1 INDICATIONS AND USAGE

Azithromycin for Injection, USP is a macrolide antibacterial drug indicated for the treatment of patients with infections caused by susceptible strains of the designated microorganisms in the conditions listed below.

1.1 Community-Acquired Pneumonia

due to Chlamydophila pneumoniae, Haemophilus influenzae, Legionella pneumophila, Moraxella catarrhalis, Mycoplasma pneumoniae, Staphylococcus aureus, or Streptococcus pneumoniae in patients who require initial intravenous therapy.

1.2 Pelvic Inflammatory Disease

due to Chlamydia trachomatis, Neisseria gonorrhoeae, or Mycoplasma hominis in patients who require initial intravenous therapy. If anaerobic microorganisms are suspected of contributing to the infection, an antimicrobial agent with anaerobic activity should be administered in combination with Azithromycin.

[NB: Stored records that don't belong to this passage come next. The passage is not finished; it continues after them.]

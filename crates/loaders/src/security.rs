//! Security utilities for SQL injection prevention
//!
//! Table, column and function names flow into generated SQL as
//! identifiers, never as bound parameters, so each one is validated and
//! then escaped before it is rendered.

use crate::error::ModelError;

/// Characters allowed in SQL identifiers (alphanumeric, underscore, dollar)
const ALLOWED_IDENTIFIER_CHARS: &str =
    "abcdefghijklmnopqrstuvwxyzABCDEFGHIJKLMNOPQRSTUVWXYZ0123456789_$";

/// SQL keywords that are rejected as bare identifiers
static SQL_KEYWORDS: &[&str] = &[
    "SELECT", "INSERT", "UPDATE", "DELETE", "FROM", "WHERE", "JOIN", "UNION", "DROP",
    "CREATE", "ALTER", "GRANT", "REVOKE", "TRUNCATE", "EXEC", "EXECUTE", "DECLARE",
];

/// Escape a SQL identifier (table name, column name, etc.)
///
/// Doubles embedded double quotes and wraps the identifier in double quotes.
///
/// ```
/// use elif_loaders::security::escape_identifier;
///
/// assert_eq!(escape_identifier("tasks"), "\"tasks\"");
/// assert_eq!(escape_identifier("table\"name"), "\"table\"\"name\"");
/// ```
pub fn escape_identifier(identifier: &str) -> String {
    let escaped = identifier.replace('"', "\"\"");
    format!("\"{}\"", escaped)
}

/// Render `table.column` with both parts escaped
pub fn qualified_column(table: &str, column: &str) -> String {
    format!("{}.{}", escape_identifier(table), escape_identifier(column))
}

/// Validate that an identifier is safe for use in SQL
pub fn validate_identifier(identifier: &str) -> Result<(), ModelError> {
    let first = match identifier.chars().next() {
        Some(c) => c,
        None => {
            return Err(ModelError::Validation(
                "Identifier cannot be empty".to_string(),
            ))
        }
    };

    // PostgreSQL limit is 63 bytes
    if identifier.len() > 63 {
        return Err(ModelError::Validation(format!(
            "Identifier '{}' is too long (max 63 characters)",
            identifier
        )));
    }

    if let Some(c) = identifier.chars().find(|c| !ALLOWED_IDENTIFIER_CHARS.contains(*c)) {
        return Err(ModelError::Validation(format!(
            "Identifier '{}' contains invalid character '{}'",
            identifier, c
        )));
    }

    if first.is_ascii_digit() {
        return Err(ModelError::Validation(format!(
            "Identifier '{}' cannot start with a number",
            identifier
        )));
    }

    let upper_identifier = identifier.to_uppercase();
    if SQL_KEYWORDS.contains(&upper_identifier.as_str()) {
        return Err(ModelError::Validation(format!(
            "Identifier '{}' is a reserved SQL keyword",
            identifier
        )));
    }

    Ok(())
}

#[cfg(test)]
mod tests {
    use super::*;

    #[test]
    fn test_escape_identifier() {
        assert_eq!(escape_identifier("user_id"), "\"user_id\"");
        assert_eq!(escape_identifier("a\"b"), "\"a\"\"b\"");
    }

    #[test]
    fn test_qualified_column() {
        assert_eq!(qualified_column("tasks", "user_id"), "\"tasks\".\"user_id\"");
    }

    #[test]
    fn test_validate_identifier() {
        assert!(validate_identifier("completed_at").is_ok());
        assert!(validate_identifier("$meta").is_ok());
        assert!(validate_identifier("").is_err());
        assert!(validate_identifier("1st").is_err());
        assert!(validate_identifier("drop").is_err());
        assert!(validate_identifier("name; DROP TABLE users").is_err());
        assert!(validate_identifier(&"a".repeat(64)).is_err());
    }
}
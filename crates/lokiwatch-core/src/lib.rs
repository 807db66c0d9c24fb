//! lokiwatch-core — shared types for the lokiwatch service.
//!
//! Everything the engine, the Loki adapter, the metrics adapter, and the
//! daemon need to agree on lives here: identifiers, the two clocks
//! (event time vs. observation time), server status codes, the gauge
//! catalogue, and the `lokiwatch.toml` configuration.

pub mod config;
pub mod encoding;
pub mod error;
pub mod gauges;
pub mod types;

pub use config::{WatchConfig, parse_duration};
pub use error::{ConfigError, ConfigResult};
pub use gauges::{GaugeSnapshot, GaugeSpec, LabelSet};
pub use types::*;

Azithromycin for Injection, USP should be followed by azithromycin the oral route as required [see Dosage and Administration (2)].

1.3 Usage

To reduce the development of drug-resistant bacteria and maintain the effectiveness of azithromycin and other antibacterial drugs, azithromycin should be used only to treat infections that are proven or strongly suspected to be caused by susceptible bacteria. When culture and susceptibility information are available, they should be considered in selecting or modifying antibacterial therapy. In the absence of such data, local epidemiology and susceptibility patterns may contribute to the empiric selection of therapy.